■ EXERCISE REQUIREMENTS: Lines with "ticker" in the records below: say how many there are, and add nothing.

-- DATA SUPPLIED follows --

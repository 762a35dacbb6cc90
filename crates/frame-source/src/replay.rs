//! Directory replay capture surface
//!
//! Stands in for a platform screen: image files in a directory are handed
//! out one per interval, in file-name order.

use std::path::{Path, PathBuf};
use std::sync::atomic::{AtomicUsize, Ordering};
use std::time::Duration;

use async_trait::async_trait;
use tokio::sync::Mutex;
use tokio::time::{interval, Interval, MissedTickBehavior};
use tracing::debug;

use crate::{
    errors::CaptureError,
    models::{PixelFormat, RawBuffer},
    surface::CaptureSurface,
};

const IMAGE_EXTENSIONS: &[&str] = &["png", "jpg", "jpeg", "bmp"];

pub struct DirectoryReplaySurface {
    files: Vec<PathBuf>,
    cursor: AtomicUsize,
    period: Duration,
    looping: bool,
    ticker: Mutex<Option<Interval>>,
}

impl DirectoryReplaySurface {
    /// Collect the replayable images of `dir`.
    pub fn open(dir: &Path, period: Duration, looping: bool) -> Result<Self, CaptureError> {
        let entries = std::fs::read_dir(dir).map_err(|err| {
            CaptureError::SurfaceUnavailable(format!("{}: {}", dir.display(), err))
        })?;

        let mut files: Vec<PathBuf> = entries
            .filter_map(|entry| entry.ok().map(|e| e.path()))
            .filter(|path| path.is_file() && is_image(path))
            .collect();
        files.sort();

        if files.is_empty() {
            return Err(CaptureError::SurfaceUnavailable(format!(
                "no replayable images in {}",
                dir.display()
            )));
        }
        debug!(count = files.len(), dir = %dir.display(), "replay surface opened");

        Ok(Self {
            files,
            cursor: AtomicUsize::new(0),
            period: period.max(Duration::from_millis(1)),
            looping,
            ticker: Mutex::new(None),
        })
    }

    pub fn len(&self) -> usize {
        self.files.len()
    }

    pub fn is_empty(&self) -> bool {
        self.files.is_empty()
    }

    /// Restart replay from the first file.
    pub fn rewind(&self) {
        self.cursor.store(0, Ordering::SeqCst);
    }

    fn exhausted(&self) -> bool {
        !self.looping && self.cursor.load(Ordering::SeqCst) >= self.files.len()
    }
}

fn is_image(path: &Path) -> bool {
    path.extension()
        .and_then(|ext| ext.to_str())
        .map(|ext| IMAGE_EXTENSIONS.contains(&ext.to_ascii_lowercase().as_str()))
        .unwrap_or(false)
}

#[async_trait]
impl CaptureSurface for DirectoryReplaySurface {
    async fn wait_ready(&self) -> Result<(), CaptureError> {
        if self.exhausted() {
            return Err(CaptureError::SurfaceUnavailable(
                "replay directory exhausted".to_string(),
            ));
        }
        let mut guard = self.ticker.lock().await;
        let ticker = guard.get_or_insert_with(|| {
            let mut ticker = interval(self.period);
            ticker.set_missed_tick_behavior(MissedTickBehavior::Delay);
            ticker
        });
        ticker.tick().await;
        Ok(())
    }

    fn acquire_latest(&self) -> Result<Option<RawBuffer>, CaptureError> {
        let index = self.cursor.fetch_add(1, Ordering::SeqCst);
        if !self.looping && index >= self.files.len() {
            return Ok(None);
        }
        let path = &self.files[index % self.files.len()];
        let image = image::open(path)
            .map_err(|err| CaptureError::Transient(format!("{}: {}", path.display(), err)))?
            .to_rgba8();
        let (width, height) = image.dimensions();
        Ok(Some(RawBuffer::packed(
            width,
            height,
            PixelFormat::Rgba8888,
            image.into_raw(),
        )))
    }
}
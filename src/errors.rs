//! Error handling module
//!
//! Errors surfaced by the agent wiring layer. Per-tick failures never get
//! this far; they are absorbed by the engine.

use frame_source::CaptureError;
use inference_engine::EngineError;
use thiserror::Error;

use crate::config::ConfigError;

#[derive(Debug, Error)]
pub enum AgentError {
    #[error(transparent)]
    Config(#[from] ConfigError),

    #[error("capture surface unavailable: {0}")]
    Capture(#[from] CaptureError),

    #[error(transparent)]
    Engine(#[from] EngineError),

    #[error("agent already running")]
    AlreadyRunning,
}

impl AgentError {
    /// Startup failures leave the agent restartable.
    pub fn is_startup(&self) -> bool {
        matches!(
            self,
            AgentError::Capture(_) | AgentError::Engine(EngineError::Load(_))
        )
    }
}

-- DATA SUPPLIED concluded --

■ RESPONSE AREA: 8